She bares her teeth in that strange way I believe is non-threatening, and the sight of it does something to my insides. Her teeth are small, flat, nothing like the fangs of the Drakav, and yet there is something oddly appealing about the expression. I find myself mimicking it, baring my teeth in what I hope is a similar gesture.
Her teeth-baring falters for a moment, as if caught off guard, and then returns, wider than before. She shifts on her feet, a slight hesitation, that strange redness growing in her cheeks again. “Are you…smiling at me? Oh my god, you are. That’s adorable. In a terrifying, wolfish way.”
I wish I knew what her words mean, but the warmth in her voice suggests they are no insult. I continue the teeth-baring, and she laughs again.
“Okay, Rok,” she says, and hearing my name in her voice sends another pulse of that strange warmth through me. “So we’ve established who we are. Now we just need to figure out where we’re going.”
She turns again, scanning the horizon, and I am struck by how small she seems against the vastness of the dust. So fragile. So alone.
Except she is not alone. She has me.
The thought comes uninvited, and with it, a fierce protectiveness that surprises me with its intensity. I found her in the dust. By the laws of Xiraxis, that makes her mine. Mine to protect. Mine to keep safe.
Mine.
The word settles into me with a weight that should be alarming, but instead feels right. Inevitable, even. There is no undoing this. It simply is. Like the sky. Like the dust. She does not know it yet, but she is no longer alone. She will never be alone again.

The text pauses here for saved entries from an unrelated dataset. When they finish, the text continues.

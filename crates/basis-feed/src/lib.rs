//! Quote retrieval.
//!
//! Fetches spot and futures quotes from JSON endpoints. Each instrument is
//! addressed by an endpoint URL plus a JSON pointer locating the numeric
//! value inside the response document. The two legs are fetched
//! independently so one failing source never masks the other.

pub mod client;
pub mod error;

pub use client::{parse_numeric, PairSample, QuoteClient, QuoteEndpoint};
pub use error::{FeedError, Result};
//! HTTP quote client.

use std::time::Duration;

use serde::Deserialize;
use serde_json::Value;
use tracing::debug;

use crate::error::{FeedError, Result};

const REQUEST_TIMEOUT: Duration = Duration::from_secs(10);

/// Where one instrument's quote lives: an endpoint URL plus a JSON pointer
/// into the response body (RFC 6901, e.g. `/quote/last`).
#[derive(Debug, Clone, Deserialize)]
pub struct QuoteEndpoint {
    pub url: String,
    pub locator: String,
}

/// One polling round's pair of quotes. Each leg carries its own outcome.
#[derive(Debug)]
pub struct PairSample {
    pub spot: Result<f64>,
    pub future: Result<f64>,
}

/// Strip digit grouping and surrounding whitespace before parsing, since
/// quote feeds commonly render values like `"27,746.00"`.
pub fn parse_numeric(raw: &str) -> Result<f64> {
    let cleaned: String = raw.trim().chars().filter(|c| *c != ',').collect();
    cleaned
        .parse::<f64>()
        .map_err(|_| FeedError::Parse(raw.to_string()))
}

pub struct QuoteClient {
    http: reqwest::Client,
}

impl QuoteClient {
    pub fn new() -> Result<Self> {
        let http = reqwest::Client::builder()
            .timeout(REQUEST_TIMEOUT)
            .build()?;
        Ok(Self { http })
    }

    /// Fetch one instrument's quote.
    pub async fn fetch_value(&self, endpoint: &QuoteEndpoint) -> Result<f64> {
        let body: Value = self
            .http
            .get(&endpoint.url)
            .send()
            .await?
            .error_for_status()?
            .json()
            .await?;

        let node = body
            .pointer(&endpoint.locator)
            .ok_or_else(|| FeedError::Locator {
                url: endpoint.url.clone(),
                pointer: endpoint.locator.clone(),
            })?;

        let value = match node {
            Value::Number(n) => n.as_f64().ok_or_else(|| FeedError::Parse(n.to_string()))?,
            Value::String(s) => parse_numeric(s)?,
            other => return Err(FeedError::Parse(other.to_string())),
        };

        debug!(url = %endpoint.url, value, "Fetched quote");
        Ok(value)
    }

    /// Fetch both legs concurrently. Neither leg's failure affects the other.
    pub async fn fetch_pair(&self, spot: &QuoteEndpoint, future: &QuoteEndpoint) -> PairSample {
        let (spot, future) = tokio::join!(self.fetch_value(spot), self.fetch_value(future));
        PairSample { spot, future }
    }
}

#[cfg(test)]
mod tests {
    use super::*;

    fn endpoint(url: String, locator: &str) -> QuoteEndpoint {
        QuoteEndpoint {
            url,
            locator: locator.to_string(),
        }
    }

    #[test]
    fn test_parse_numeric_handles_grouped_digits() {
        assert_eq!(parse_numeric("27,746.00").unwrap(), 27746.0);
        assert_eq!(parse_numeric(" 19850 ").unwrap(), 19850.0);
        assert_eq!(parse_numeric("-62.5").unwrap(), -62.5);
        assert!(parse_numeric("n/a").is_err());
        assert!(parse_numeric("").is_err());
    }

    #[tokio::test]
    async fn test_fetch_value_numeric_field() {
        let mut server = mockito::Server::new_async().await;
        let mock = server
            .mock("GET", "/quote")
            .with_status(200)
            .with_header("content-type", "application/json")
            .with_body(r#"{"quote": {"last": 20015.5}}"#)
            .create_async()
            .await;

        let client = QuoteClient::new().unwrap();
        let value = client
            .fetch_value(&endpoint(format!("{}/quote", server.url()), "/quote/last"))
            .await
            .unwrap();
        assert_eq!(value, 20015.5);
        mock.assert_async().await;
    }

    #[tokio::test]
    async fn test_fetch_value_string_field() {
        let mut server = mockito::Server::new_async().await;
        server
            .mock("GET", "/quote")
            .with_status(200)
            .with_body(r#"{"last": "27,746.00"}"#)
            .create_async()
            .await;

        let client = QuoteClient::new().unwrap();
        let value = client
            .fetch_value(&endpoint(format!("{}/quote", server.url()), "/last"))
            .await
            .unwrap();
        assert_eq!(value, 27746.0);
    }

    #[tokio::test]
    async fn test_missing_locator_is_an_error() {
        let mut server = mockito::Server::new_async().await;
        server
            .mock("GET", "/quote")
            .with_status(200)
            .with_body(r#"{"last": 1.0}"#)
            .create_async()
            .await;

        let client = QuoteClient::new().unwrap();
        let err = client
            .fetch_value(&endpoint(format!("{}/quote", server.url()), "/nope"))
            .await
            .unwrap_err();
        assert!(matches!(err, FeedError::Locator { .. }));
    }

    #[tokio::test]
    async fn test_server_error_is_an_error() {
        let mut server = mockito::Server::new_async().await;
        server
            .mock("GET", "/quote")
            .with_status(503)
            .create_async()
            .await;

        let client = QuoteClient::new().unwrap();
        let err = client
            .fetch_value(&endpoint(format!("{}/quote", server.url()), "/last"))
            .await
            .unwrap_err();
        assert!(matches!(err, FeedError::Http(_)));
    }

    #[tokio::test]
    async fn test_fetch_pair_isolates_failures() {
        let mut server = mockito::Server::new_async().await;
        server
            .mock("GET", "/spot")
            .with_status(500)
            .create_async()
            .await;
        server
            .mock("GET", "/future")
            .with_status(200)
            .with_body(r#"{"last": 19940.0}"#)
            .create_async()
            .await;

        let client = QuoteClient::new().unwrap();
        let sample = client
            .fetch_pair(
                &endpoint(format!("{}/spot", server.url()), "/last"),
                &endpoint(format!("{}/future", server.url()), "/last"),
            )
            .await;
        assert!(sample.spot.is_err());
        assert_eq!(sample.future.unwrap(), 19940.0);
    }
}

I move to her side, studying the terrain as she is. The dust offers little in the way of landmarks, but I know these lands well. I have hunted them since I was barely out of the Giving Stone.
She will need water soon. Food. Shelter from Ain, who is already climbing higher, its heat intensifying with each passing moment. The cave was safe, but she will not return there willingly. Not when she is so determined to head to the rival clan’s territory.

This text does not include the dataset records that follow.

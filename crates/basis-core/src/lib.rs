//! Core domain types for the basis watcher.
//!
//! This crate provides the fundamental types shared by every stage of the
//! watcher pipeline:
//! - `Session`: trading-window classification for the watched venue
//! - `WatchState`: the persisted snapshot carried across invocations
//! - closed-market calendar helpers

pub mod calendar;
pub mod session;
pub mod state;

pub use calendar::{is_special_date, parse_special_dates};
pub use session::{
    classify_at, classify_now, is_pre_open_at, is_us_standard_time_at, specific_instant_at,
    venue_now, Session, VENUE_TZ,
};
pub use state::WatchState;
//! The persisted watcher state.
//!
//! One `WatchState` document exists for the watched instrument pair. It is
//! loaded at the start of an invocation, threaded mutably through the
//! decision pipeline, and saved at most once at the end. Old documents may
//! carry the update timestamp as integer epoch seconds; decoding accepts
//! both forms.

use chrono::{DateTime, TimeZone, Utc};
use serde::{Deserialize, Deserializer, Serialize};

/// Persisted snapshot of last-known values, daily extrema and fetch health.
///
/// Extrema use `0.0` as the uninitialized sentinel; a zero extremum is set
/// from the incoming sample rather than compared numerically.
#[derive(Debug, Clone, PartialEq, Serialize, Deserialize)]
pub struct WatchState {
    /// Last recorded spot value; at night this is the morning close.
    #[serde(default)]
    pub last_spot: f64,
    /// Divergence (spot − futures) at the last notification or range update.
    #[serde(default)]
    pub last_divergence: f64,
    /// Venue time of the last persisted update; drives the daily reset.
    #[serde(default = "unix_epoch", deserialize_with = "de_timestamp")]
    pub last_update: DateTime<Utc>,

    /// Daily spot high, 0.0 when uninitialized.
    #[serde(default)]
    pub spot_high: f64,
    /// Daily spot low, 0.0 when uninitialized.
    #[serde(default)]
    pub spot_low: f64,
    /// Daily futures high, 0.0 when uninitialized.
    #[serde(default)]
    pub future_high: f64,
    /// Daily futures low, 0.0 when uninitialized.
    #[serde(default)]
    pub future_low: f64,

    /// Consecutive fetch failures; 0 when healthy.
    #[serde(default)]
    pub failure_count: u32,
    /// Last failure description; empty when healthy.
    #[serde(default)]
    pub last_error: String,
}

impl Default for WatchState {
    fn default() -> Self {
        Self {
            last_spot: 0.0,
            last_divergence: 0.0,
            last_update: unix_epoch(),
            spot_high: 0.0,
            spot_low: 0.0,
            future_high: 0.0,
            future_low: 0.0,
            failure_count: 0,
            last_error: String::new(),
        }
    }
}

impl WatchState {
    /// Whether all four extrema still carry the uninitialized sentinel.
    #[must_use]
    pub fn range_unset(&self) -> bool {
        self.spot_high == 0.0
            && self.spot_low == 0.0
            && self.future_high == 0.0
            && self.future_low == 0.0
    }

    /// Whether the last fetch cycle succeeded.
    #[must_use]
    pub fn is_healthy(&self) -> bool {
        self.failure_count == 0
    }
}

fn unix_epoch() -> DateTime<Utc> {
    DateTime::UNIX_EPOCH
}

/// Accept either an RFC 3339 datetime or legacy integer epoch seconds.
fn de_timestamp<'de, D>(deserializer: D) -> Result<DateTime<Utc>, D::Error>
where
    D: Deserializer<'de>,
{
    #[derive(Deserialize)]
    #[serde(untagged)]
    enum Raw {
        DateTime(DateTime<Utc>),
        EpochSeconds(i64),
    }

    match Raw::deserialize(deserializer)? {
        Raw::DateTime(ts) => Ok(ts),
        Raw::EpochSeconds(secs) => Utc
            .timestamp_opt(secs, 0)
            .single()
            .ok_or_else(|| serde::de::Error::custom(format!("epoch out of range: {secs}"))),
    }
}
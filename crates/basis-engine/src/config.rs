//! Engine thresholds.

use serde::{Deserialize, Serialize};

/// Divergence trigger magnitudes, in index points.
#[derive(Debug, Clone, Serialize, Deserialize)]
pub struct AlertThresholds {
    /// Absolute divergence that counts as a breach. Default: 50.0.
    #[serde(default = "default_threshold")]
    pub threshold: f64,
    /// Minimum movement since the last notified divergence before a breach
    /// is re-notified; also the trend-move magnitude. Default: 10.0.
    #[serde(default = "default_threshold_changed")]
    pub threshold_changed: f64,
}

fn default_threshold() -> f64 {
    50.0
}

fn default_threshold_changed() -> f64 {
    10.0
}

impl Default for AlertThresholds {
    fn default() -> Self {
        Self {
            threshold: default_threshold(),
            threshold_changed: default_threshold_changed(),
        }
    }
}

#[cfg(test)]
mod tests {
    use super::*;

    #[test]
    fn test_defaults() {
        let limits = AlertThresholds::default();
        assert_eq!(limits.threshold, 50.0);
        assert_eq!(limits.threshold_changed, 10.0);
    }
}
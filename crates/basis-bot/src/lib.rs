//! Scheduled spot-futures divergence watcher.
//!
//! One invocation per schedule tick:
//! - holiday and session gate
//! - load persisted state
//! - fetch the quote pair (with the night-session cash fallback)
//! - fold the fetch outcome into the health tracker
//! - update the daily range and build the session alert
//! - deliver and persist per the save policy

pub mod app;
pub mod config;
pub mod error;

pub use app::Application;
pub use config::{AppConfig, Credentials};
pub use error::{AppError, AppResult};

I make a decision. If I cannot convince her to stay where it is safe, then I will go with her. I will guide her through the dust, keep her from the dangers she cannot see, cannot understand.
I will keep her alive, this strange, soft creature who has somehow spoken my name aloud and made it sound like something precious.

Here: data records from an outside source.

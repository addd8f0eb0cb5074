//! Fetch-health state machine.
//!
//! Tracks consecutive fetch failures across invocations and decides when a
//! system-health notice must be sent. Runs before any market-divergence
//! logic; its notice is independent of, and may co-occur with, a market
//! alert.

use basis_core::WatchState;

/// Cadence of the periodic still-failing reminder. At a five-minute
/// schedule this is one reminder per hour.
pub const FAILURE_REMINDER_EVERY: u32 = 12;

/// Fold a fetch outcome into the state and return the health notice to send,
/// if any.
///
/// Transitions over {healthy, failing}:
/// - healthy → failing: always notice, with the error detail.
/// - failing → failing: notice only every [`FAILURE_REMINDER_EVERY`] failures.
/// - failing → healthy: always notice, with the prior streak length; resets
///   the counter and clears the stored error.
/// - healthy → healthy: silent.
pub fn track_fetch_outcome(state: &mut WatchState, error: Option<&str>) -> Option<String> {
    match error {
        Some(detail) => {
            state.last_error = detail.to_string();
            state.failure_count += 1;

            if state.failure_count == 1 {
                Some(format!("[system] Quote fetch failed\nerror: {detail}"))
            } else if state.failure_count % FAILURE_REMINDER_EVERY == 0 {
                Some(format!(
                    "[system] Quote fetch still failing ({} consecutive failures)\nerror: {detail}",
                    state.failure_count
                ))
            } else {
                None
            }
        }
        None => {
            if state.failure_count > 0 {
                let streak = state.failure_count;
                state.failure_count = 0;
                state.last_error.clear();
                Some(format!(
                    "[system] Quote source recovered after {streak} consecutive failures"
                ))
            } else {
                None
            }
        }
    }
}
//! Feed error types.

use thiserror::Error;

#[derive(Debug, Error)]
pub enum FeedError {
    #[error("http request failed: {0}")]
    Http(#[from] reqwest::Error),

    #[error("locator {pointer} matched nothing in response from {url}")]
    Locator { url: String, pointer: String },

    #[error("quote value unparseable: {0}")]
    Parse(String),
}

pub type Result<T> = std::result::Result<T, FeedError>;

“Rok,” she says, and I turn to find her watching me, her head tilted slightly to one side. There is something in her expression—uncertainty, perhaps, or vulnerability—that makes me want to reach for her, to draw her against me as I did when I held her all through the dark. To press my face to her and breathe in her scent. To taste the salt on her skin.
But I do not. I stand, unyielding as my name, and wait for her to show me where she wishes to go.
She points toward a distant ridge, the pale spire of stone barely visible against the hazy horizon. “I think that’s where we need to go. That looks like the place where…” She hesitates, then waves her hand dismissively. “Well, it doesn’t matter what I think it looks like. It’s the only landmark I can see, so it’s our best bet.”
I follow her gaze, recognizing the formation. The Ridge of Shrieking Winds, we Drakav call it in our thoughts. A place where no living creature lingers long…and the last place I would take one I intend to keep alive.
It is a dangerous place, where the sand whips sharp enough to flay skin from bone, where the narrow passages between the stones amplify the howling of the wind until it can drive even the hardiest hunter to madness.
She starts walking toward it without hesitation, her stride determined despite the way her feet sink awkwardly into the sand, even with those strange shields she wears on them.
I do not move.
She takes several steps before noticing that I am not following. She turns, her face pinched as those piercing eyes find mine.
“Well, are you coming?” she calls, gesturing toward the ridge.
I remain where I stand, feeling the heat of the sand beneath my feet, sensing the danger that awaits in those distant ridges. No hunter would willingly approach the Shrieking Winds. Not alone. Not without preparation. And certainly not with a fragile, defenseless female in tow.
She must be protected at all cost. Not put in danger.
“Rok?” she says my name again and my glow reacts as if called, too. “Well?”
I tilt my head, trying to convey without words or shared thoughts that the path she has chosen leads only to death. But she cannot hear me, cannot feel the warning I am projecting with all my strength.
She looks back toward the deadly ridges, then to me again, a sigh escaping her lips. “I have to go, Rok. If you weren’t here, that’s where I’d be heading to.”
Her expression hardens suddenly, eyes narrowing. “But wait, I wouldn’t be here if you didn’t trap me on acliff. Granted, it was to save my life,” she crosses her arms, pushing up those soft gourd-shaped protrusions on her chest, “so you get a pass for that.”
I understand the frustration in her voice, if not her words. She is worried.
She turns again, taking a few determined steps toward the Shrieking Winds. Then she stops, her shoulders slumping slightly. She does not look back at me as she speaks, but something in her posture, in the sudden softness of her voice, makes mydra-kirache.